I guess you'd be left trying to carve off what you wanted, cold, and re-heating in a microwave...

When I cook poultry, I carve the full bird, complete...

As a "brining" advocate, I'm never short on gravy, so microwaving "meal sized" portions, and serving with watered/re-heated gravy seems to get it done pretty well, until you are down to the "Chicken-ala-King"/Chicken Stew and or "chicken chunks in gravy" levels, at the end...

Lifter
 
Hi Ruth,
This is probably too late, but when I reheat, I usually cut it off the bones and put it in a baking dish with a little chicken broth on the bottom of the dish (1/4" or so?). Then cover tightly w/ foil and reheat in the oven. The broth helps create steam to keep it moist.
 
Hello, Ruth. I'm also a day late and a dollar short, but what I do is put leftover chicken in the basket of my steamer with plain water beneath.
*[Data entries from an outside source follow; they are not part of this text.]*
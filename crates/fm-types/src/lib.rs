//! Foundation types for factmerge.
//!
//! Every other factmerge crate depends on `fm-types`. The types here describe
//! already-flattened facts about one device: scalar field values, records
//! (one component instance as reported by one source), and the per-source
//! payload maps that the merger and diff engine consume.
//!
//! # Key Types
//!
//! - [`Value`]: Scalar field value (text, integer, or absent)
//! - [`Record`]: Field name to value mapping for one component instance
//! - [`FieldGroup`]: Ordered tuple of fields that jointly identify a record
//! - [`Facts`]: What one source reported for one component
//! - [`ComponentKind`]: Static classification of a component
//! - [`DATABASE_SOURCE`] / [`MERGED_SOURCE`]: Reserved source names

pub mod component;
pub mod error;
pub mod facts;
pub mod record;
pub mod value;

pub use component::{groups, ComponentKind, FieldGroup};
pub use error::TypeError;
pub use facts::{is_reserved_source, BySource, DeviceFacts, Facts, DATABASE_SOURCE, MERGED_SOURCE};
pub use record::Record;
pub use value::Value;
//! Record-table diff: baseline rows against merged rows.

use std::collections::BTreeSet;

use fm_match::{find_unconsumed_match, partial_lookup};
use fm_types::{FieldGroup, Record};

use crate::compare::compare_records;
use crate::report::{DiffEntry, DiffMeta, DiffReport, ReportKind, Status};

/// Field always left out of report headers.
const INDEX_FIELD: &str = "index";

/// Reconcile `database` rows with `merged` rows in two passes.
///
/// 1. Each baseline row tries the unique field groups in order. A group
///    yields a lookup from its non-ignored, non-empty fields; the first
///    lookup that hits an unconsumed merged row pairs the two, and both are
///    consumed. A paired row is unchanged or changed (`?`) depending on
///    [`compare_records`]; an unpaired baseline row is removed (`-`).
/// 2. Every merged row left unconsumed is added (`+`).
///
/// The component is equal iff nothing was added, removed, or changed.
pub fn diff_table(
    database: &[Record],
    merged: &[Record],
    unique_fields: &[FieldGroup],
    ignored_lookup: &BTreeSet<String>,
    ignored_compare: &BTreeSet<String>,
) -> DiffReport {
    let mut entries = Vec::with_capacity(database.len().max(merged.len()));
    let mut meta = DiffMeta::default();
    let mut merged_consumed = vec![false; merged.len()];

    for row in database {
        let paired = unique_fields.iter().find_map(|group| {
            let lookup = partial_lookup(row, group, ignored_lookup);
            if lookup.is_empty() {
                return None;
            }
            find_unconsumed_match(merged, &lookup, &merged_consumed)
        });

        match paired {
            Some(index) => {
                merged_consumed[index] = true;
                let comparison = compare_records(row, &merged[index], ignored_compare);
                let status = if comparison.matched {
                    Status::Unchanged
                } else {
                    meta.change_items_count += 1;
                    Status::Changed
                };
                meta.headers.extend(comparison.keys);
                entries.push(DiffEntry {
                    status,
                    items: row.clone(),
                    dict_diff: Some(comparison.fields),
                });
            }
            None => {
                meta.remove_items_count += 1;
                meta.headers.extend(row.fields().map(str::to_string));
                entries.push(DiffEntry {
                    status: Status::Removed,
                    items: row.clone(),
                    dict_diff: None,
                });
            }
        }
    }

    for (row, consumed) in merged.iter().zip(&merged_consumed) {
        if *consumed {
            continue;
        }
        meta.add_items_count += 1;
        meta.headers.extend(row.fields().map(str::to_string));
        entries.push(DiffEntry {
            status: Status::Added,
            items: row.clone(),
            dict_diff: None,
        });
    }

    meta.headers
        .retain(|h| !ignored_compare.contains(h) && h != INDEX_FIELD);

    DiffReport {
        is_equal: meta.add_items_count == 0
            && meta.remove_items_count == 0
            && meta.change_items_count == 0,
        kind: ReportKind::Dicts,
        diff: Some(entries),
        meta,
    }
}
The taste isn't altered, the steam is an extremely efficient "re-heater" (darned fast!), and it does not dry out the meat further.
 
Day late and two dollars short. If it's reasonably moist, I just put wrap it in foil and put it in the oven. If it's borderline dry, I add a bit of broth.
 
What they said, but add one day.

I sometimes just take the meat off the bones and add it to the pot of gravy I'm heating up.
 
Reheating poultry is tricky business. Whether your roasting or reheating, if you exceed a certain magic temperature, the meat will be dry/dense/tough, especially if it's white meat. It's very important just to warm the chicken not cook it any more. Wet reheating methods tend to work a little better but are no gaurantee the bird won't be dry. In other words, you don't want to plunge cold poultry into simmering gravy/broth and then go do something else. Depending on how much gravy you have, you can bring it to a simmer, remove it from the heat, add the sliced meat and allow the residual heat to warm the meat.

If you do end up overheating the meat, you have only one option - keep simmering it. Prolonged simmering will soften up the muscle fibers and make it tender. It will also have a tendency to shred though.